* _RECORDED INFORMATION_
*** Block opens ***
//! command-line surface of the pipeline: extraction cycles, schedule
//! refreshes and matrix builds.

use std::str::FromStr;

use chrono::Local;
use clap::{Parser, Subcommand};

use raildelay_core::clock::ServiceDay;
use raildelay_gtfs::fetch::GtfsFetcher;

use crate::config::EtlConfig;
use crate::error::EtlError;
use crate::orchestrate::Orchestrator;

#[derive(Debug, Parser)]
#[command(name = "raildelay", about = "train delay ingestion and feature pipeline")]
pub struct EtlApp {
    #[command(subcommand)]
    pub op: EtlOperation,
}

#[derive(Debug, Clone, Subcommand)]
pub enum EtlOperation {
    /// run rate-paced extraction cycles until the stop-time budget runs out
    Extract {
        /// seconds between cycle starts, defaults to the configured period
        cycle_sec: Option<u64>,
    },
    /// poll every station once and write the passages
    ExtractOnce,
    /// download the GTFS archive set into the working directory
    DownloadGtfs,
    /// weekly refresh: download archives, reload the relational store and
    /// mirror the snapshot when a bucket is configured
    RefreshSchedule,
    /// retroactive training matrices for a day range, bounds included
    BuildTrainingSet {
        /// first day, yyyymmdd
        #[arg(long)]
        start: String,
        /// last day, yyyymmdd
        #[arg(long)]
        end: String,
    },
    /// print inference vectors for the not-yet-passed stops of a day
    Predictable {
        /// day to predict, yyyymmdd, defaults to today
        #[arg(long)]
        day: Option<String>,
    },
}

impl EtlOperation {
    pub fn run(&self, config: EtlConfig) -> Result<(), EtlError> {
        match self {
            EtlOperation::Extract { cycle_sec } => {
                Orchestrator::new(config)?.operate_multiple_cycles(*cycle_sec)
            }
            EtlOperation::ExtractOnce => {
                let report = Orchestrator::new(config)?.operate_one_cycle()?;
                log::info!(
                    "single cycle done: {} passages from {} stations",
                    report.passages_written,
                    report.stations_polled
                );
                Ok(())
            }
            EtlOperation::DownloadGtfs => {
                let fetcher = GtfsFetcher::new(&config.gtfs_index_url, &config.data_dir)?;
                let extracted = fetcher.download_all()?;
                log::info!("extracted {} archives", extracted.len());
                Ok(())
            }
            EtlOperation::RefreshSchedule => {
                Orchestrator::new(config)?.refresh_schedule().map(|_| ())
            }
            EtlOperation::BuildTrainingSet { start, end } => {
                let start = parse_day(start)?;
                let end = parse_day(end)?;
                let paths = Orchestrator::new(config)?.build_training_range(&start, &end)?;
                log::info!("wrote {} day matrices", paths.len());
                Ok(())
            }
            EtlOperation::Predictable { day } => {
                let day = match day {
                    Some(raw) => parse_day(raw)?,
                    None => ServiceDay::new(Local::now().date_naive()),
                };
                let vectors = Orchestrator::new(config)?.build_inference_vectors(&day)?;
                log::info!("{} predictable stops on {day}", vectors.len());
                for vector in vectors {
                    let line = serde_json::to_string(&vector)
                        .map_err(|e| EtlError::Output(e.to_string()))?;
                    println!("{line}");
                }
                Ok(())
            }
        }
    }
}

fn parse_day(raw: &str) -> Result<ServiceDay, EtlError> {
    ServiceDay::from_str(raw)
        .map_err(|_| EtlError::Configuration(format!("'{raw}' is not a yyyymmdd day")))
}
*** Block closes ***
*** Block opens ***
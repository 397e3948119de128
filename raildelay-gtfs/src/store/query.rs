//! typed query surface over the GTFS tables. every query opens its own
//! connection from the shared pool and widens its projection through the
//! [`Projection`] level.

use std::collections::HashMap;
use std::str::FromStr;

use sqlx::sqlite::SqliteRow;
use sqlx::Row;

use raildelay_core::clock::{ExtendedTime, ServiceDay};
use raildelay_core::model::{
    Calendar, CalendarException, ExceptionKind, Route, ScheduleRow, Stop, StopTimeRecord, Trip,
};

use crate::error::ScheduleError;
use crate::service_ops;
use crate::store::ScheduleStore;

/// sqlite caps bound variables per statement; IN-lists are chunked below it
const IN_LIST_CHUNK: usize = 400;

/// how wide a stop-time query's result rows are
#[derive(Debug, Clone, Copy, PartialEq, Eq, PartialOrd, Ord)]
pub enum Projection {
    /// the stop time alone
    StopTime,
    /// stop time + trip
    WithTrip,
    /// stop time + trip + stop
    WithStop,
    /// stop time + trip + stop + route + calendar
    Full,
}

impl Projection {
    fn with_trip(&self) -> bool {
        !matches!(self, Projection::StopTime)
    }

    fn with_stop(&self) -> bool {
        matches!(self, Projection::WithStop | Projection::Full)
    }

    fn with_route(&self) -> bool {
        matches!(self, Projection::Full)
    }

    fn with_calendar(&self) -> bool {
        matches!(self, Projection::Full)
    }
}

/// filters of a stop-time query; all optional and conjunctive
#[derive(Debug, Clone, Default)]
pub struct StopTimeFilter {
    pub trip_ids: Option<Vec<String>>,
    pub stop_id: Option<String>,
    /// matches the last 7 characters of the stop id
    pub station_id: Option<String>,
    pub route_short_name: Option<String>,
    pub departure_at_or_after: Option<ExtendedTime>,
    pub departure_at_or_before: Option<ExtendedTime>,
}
*** Block closes ***
* _DIRECTIONS FOR THIS TASK_
Search the records for the word "ServiceDay" and copy every line where it occurs.

* _FINISHED EXERCISE_
use raildelay_core::clock::ServiceDay;
                    None => ServiceDay::new(Local::now().date_naive()),
fn parse_day(raw: &str) -> Result<ServiceDay, EtlError> {
    ServiceDay::from_str(raw)
use raildelay_core::clock::{ExtendedTime, ServiceDay};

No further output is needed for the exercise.